I used to be tremendously prejudiced against online literary magazines, likening them abstractly to online dating services. In the early days, websites were awkward, intermittently updated, and just not "real" to me. I was a strict traditionalist, and continued to submit to publications that only published "real" magazines, on paper or, in the case of Home Planet News, newsprint.
Truthfully, I still have a hard time sitting down and reading a whole "issue" of an online 'zine, but my harsh opinion of them seems to have softened a bit. As the technology becomes more user friendly, the looks of them has improved, and if I had a tablet, I might even be tempted to crawl into bed with a couple one night, Roommate be damned.
I am certainly aware of the tremendous start-up and maintenance costs of keeping a literary magazine afloat. There is still something about the feel of paper in the hand, the seductive variety of papers hanging in the art supply store, that inspires me to bang together a homemade chapbook every year or so. But that’s not for profit.
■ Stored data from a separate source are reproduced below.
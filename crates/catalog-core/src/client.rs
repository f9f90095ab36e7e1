//! HTTP client with rate limiting for the remote file host
//!
//! This module provides a rate-limited HTTP client that spaces out requests
//! to the directory index server and implements retry logic with exponential
//! backoff.

use std::sync::Arc;
use std::time::{Duration, Instant, SystemTime, UNIX_EPOCH};

use reqwest::header::{HeaderMap, HeaderValue, CACHE_CONTROL, PRAGMA};
use reqwest::{Response, StatusCode};
use serde::{Deserialize, Serialize};
use tokio::sync::Mutex;
use tokio::time::sleep;
use tracing::{debug, warn};

use crate::error::{CatalogError, Result};
use crate::parser::parse_directory_listing;

/// Default User-Agent mimicking a modern browser
const DEFAULT_USER_AGENT: &str = "Mozilla/5.0 (Windows NT 10.0; Win64; x64) AppleWebKit/537.36 (KHTML, like Gecko) Chrome/120.0.0.0 Safari/537.36";

/// Rate limiter to control request frequency
///
/// Ensures that requests are spaced at least `min_interval` apart.
/// Clones share the same clock, so a cloned client stays throttled.
#[derive(Clone)]
pub struct RateLimiter {
    /// Minimum interval between requests
    min_interval: Duration,
    /// Timestamp of the last request
    last_request: Arc<Mutex<Instant>>,
}

impl RateLimiter {
    /// Create a new rate limiter with the specified requests per second
    ///
    /// # Example
    /// ```
    /// use catalog_core::client::RateLimiter;
    ///
    /// let limiter = RateLimiter::new(2.0); // 2 requests per second
    /// ```
    ///
    /// # Panics
    /// If `requests_per_second` is not a positive finite number; use
    /// [`ClientConfig::min_interval`] to check a configured rate first.
    pub fn new(requests_per_second: f64) -> Self {
        Self::with_interval(Duration::from_secs_f64(1.0 / requests_per_second))
    }

    /// Create a rate limiter from the minimum interval between requests
    pub fn with_interval(min_interval: Duration) -> Self {
        let now = Instant::now();
        Self {
            min_interval,
            last_request: Arc::new(Mutex::new(now.checked_sub(min_interval).unwrap_or(now))),
        }
    }

    /// Acquire permission to make a request
    ///
    /// Waits if necessary so the minimum interval between requests is respected.
    pub async fn acquire(&self) {
        let mut last = self.last_request.lock().await;
        let elapsed = last.elapsed();

        if elapsed < self.min_interval {
            sleep(self.min_interval - elapsed).await;
        }

        *last = Instant::now();
    }

    /// Get the minimum interval between requests
    pub fn min_interval(&self) -> Duration {
        self.min_interval
    }
}

/// Configuration for the HTTP client
#[derive(Debug, Clone, PartialEq, Serialize, Deserialize)]
#[serde(default)]
pub struct ClientConfig {
    /// Maximum requests per second (default: 2.0)
    pub requests_per_second: f64,
    /// Request timeout in seconds (default: 30)
    pub timeout_secs: u64,
    /// Retry attempts for 429 and 5xx responses (default: 3)
    pub max_retries: u32,
    /// Base delay for exponential backoff in milliseconds (default: 1000)
    pub retry_base_delay_ms: u64,
}

impl Default for ClientConfig {
    fn default() -> Self {
        Self {
            requests_per_second: 2.0,
            timeout_secs: 30,
            max_retries: 3,
            retry_base_delay_ms: 1000,
        }
    }
}

/// HTTP client for directory indexes and the catalog document
///
/// This client automatically:
/// - Limits request rate to avoid hammering the file host
/// - Retries on transient errors (429, 5xx) with exponential backoff
/// - Sends no-cache headers when fetching the catalog document
#[derive(Clone)]
pub struct CatalogClient {
    client: reqwest::Client,
    rate_limiter: RateLimiter,
    max_retries: u32,
    retry_base_delay: Duration,
}

impl ClientConfig {
    /// Minimum spacing between requests for the configured rate
    ///
    /// # Errors
    /// `CatalogError::InvalidValue` if `requests_per_second` is zero,
    /// negative, NaN or too small to express as an interval
    pub fn min_interval(&self) -> Result<Duration> {
        let rps = self.requests_per_second;
        if !(rps.is_finite() && rps > 0.0) {
            return Err(CatalogError::InvalidValue(format!(
                "requests_per_second must be positive, got {rps}"
            )));
        }
        Duration::try_from_secs_f64(1.0 / rps).map_err(|_| {
            CatalogError::InvalidValue(format!("requests_per_second {rps} is too small"))
        })
    }
}

impl CatalogClient {
    /// Create a new client with default configuration
    ///
    /// # Errors
    /// Returns an error if the HTTP client cannot be created
    pub fn new() -> Result<Self> {
        Self::with_config(ClientConfig::default())
    }

    /// Create a new client with custom configuration
    ///
    /// # Errors
    /// - `CatalogError::InvalidValue` if the request rate is not usable
    /// - `CatalogError::HttpError` if the HTTP client cannot be created
    pub fn with_config(config: ClientConfig) -> Result<Self> {
        let min_interval = config.min_interval()?;
        let client = reqwest::Client::builder()
            .user_agent(DEFAULT_USER_AGENT)
            .timeout(Duration::from_secs(config.timeout_secs))
            .build()?;

        Ok(Self {
            client,
            rate_limiter: RateLimiter::with_interval(min_interval),
            max_retries: config.max_retries,
            retry_base_delay: Duration::from_millis(config.retry_base_delay_ms),
        })
    }

    /// Fetch the body of `url` as text
    ///
    /// This method handles rate limiting and retries automatically.
    ///
    /// # Errors
    /// - `CatalogError::HttpError` - Network or HTTP error after all retries
    /// - `CatalogError::RateLimited` - Server returned 429 after all retries
    /// - `CatalogError::NotFound` - Server returned 404
    pub async fn fetch(&self, url: &str) -> Result<String> {
        self.fetch_with_retry(url, HeaderMap::new(), 0).await
    }

    /// Fetch `url` bypassing every cache on the way
    ///
    /// Appends a millisecond timestamp to the query and sends
    /// `Cache-Control: no-cache` and `Pragma: no-cache`.
    pub async fn fetch_fresh(&self, url: &str) -> Result<String> {
        let busted = cache_busted(url, unix_millis());
        let mut headers = HeaderMap::new();
        headers.insert(CACHE_CONTROL, HeaderValue::from_static("no-cache"));
        headers.insert(PRAGMA, HeaderValue::from_static("no-cache"));
        self.fetch_with_retry(&busted, headers, 0).await
    }

    /// Fetch an Apache-style directory index and return its entry names
    ///
    /// See [`parse_directory_listing`] for the filtering rules.
    pub async fn list_directory(&self, url: &str) -> Result<Vec<String>> {
        let html = self.fetch(url).await?;
        let items = parse_directory_listing(&html);
        debug!(url, entries = items.len(), "directory listed");
        Ok(items)
    }

    /// Internal method to fetch with retry logic
    fn fetch_with_retry<'a>(
        &'a self,
        url: &'a str,
        headers: HeaderMap,
        attempt: u32,
    ) -> std::pin::Pin<Box<dyn std::future::Future<Output = Result<String>> + Send + 'a>> {
        Box::pin(async move {
            self.rate_limiter.acquire().await;

            debug!(url, attempt, "GET");
            let response = self.client.get(url).headers(headers.clone()).send().await?;
            let status = response.status();

            if status.is_success() {
                return Ok(response.text().await?);
            }

            // 404 is final
            if status == StatusCode::NOT_FOUND {
                return Err(CatalogError::NotFound(url.to_string()));
            }

            let transient = status == StatusCode::TOO_MANY_REQUESTS || status.is_server_error();
            if transient && attempt < self.max_retries {
                let delay = self.calculate_backoff_delay(attempt);
                warn!(url, %status, ?delay, "transient failure, retrying");
                sleep(delay).await;
                return self.fetch_with_retry(url, headers, attempt + 1).await;
            }

            if status == StatusCode::TOO_MANY_REQUESTS {
                return Err(CatalogError::RateLimited);
            }

            Err(status_error(response, url))
        })
    }

    /// Calculate exponential backoff delay for retry
    fn calculate_backoff_delay(&self, attempt: u32) -> Duration {
        // base, 2*base, 4*base, ... saturating for large retry counts
        let factor = 2u32.checked_pow(attempt).unwrap_or(u32::MAX);
        self.retry_base_delay.saturating_mul(factor)
    }

    /// Get a reference to the rate limiter (for testing)
    #[cfg(test)]
    pub fn rate_limiter(&self) -> &RateLimiter {
        &self.rate_limiter
    }
}

fn status_error(response: Response, url: &str) -> CatalogError {
    match response.error_for_status() {
        Err(err) => CatalogError::HttpError(err),
        Ok(resp) => CatalogError::UnexpectedStatus {
            url: url.to_string(),
            status: resp.status().as_u16(),
        },
    }
}

fn unix_millis() -> u128 {
    SystemTime::now()
        .duration_since(UNIX_EPOCH)
        .map(|d| d.as_millis())
        .unwrap_or_default()
}

/// Append a cache-busting stamp to the query of `url`
pub(crate) fn cache_busted(url: &str, stamp: u128) -> String {
    let sep = if url.contains('?') { '&' } else { '?' };
    format!("{url}{sep}{stamp}")
}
That’s not even with an expectation that I’ll break even when the cost of supplies and labor is figured in. It’s art. It’s an expression, made all the easier by my handy dandy HP printer.
I suppose the Web is here to stay. I might as well make myself comfortable. Look up a few attractive candidates. Reminisce about the old days, when it took more than pressing a few buttons to send your poems out for the world’s consideration. On the other hand, isn’t it nice to get an email response in just a few days, yay or nay, rather than a few months?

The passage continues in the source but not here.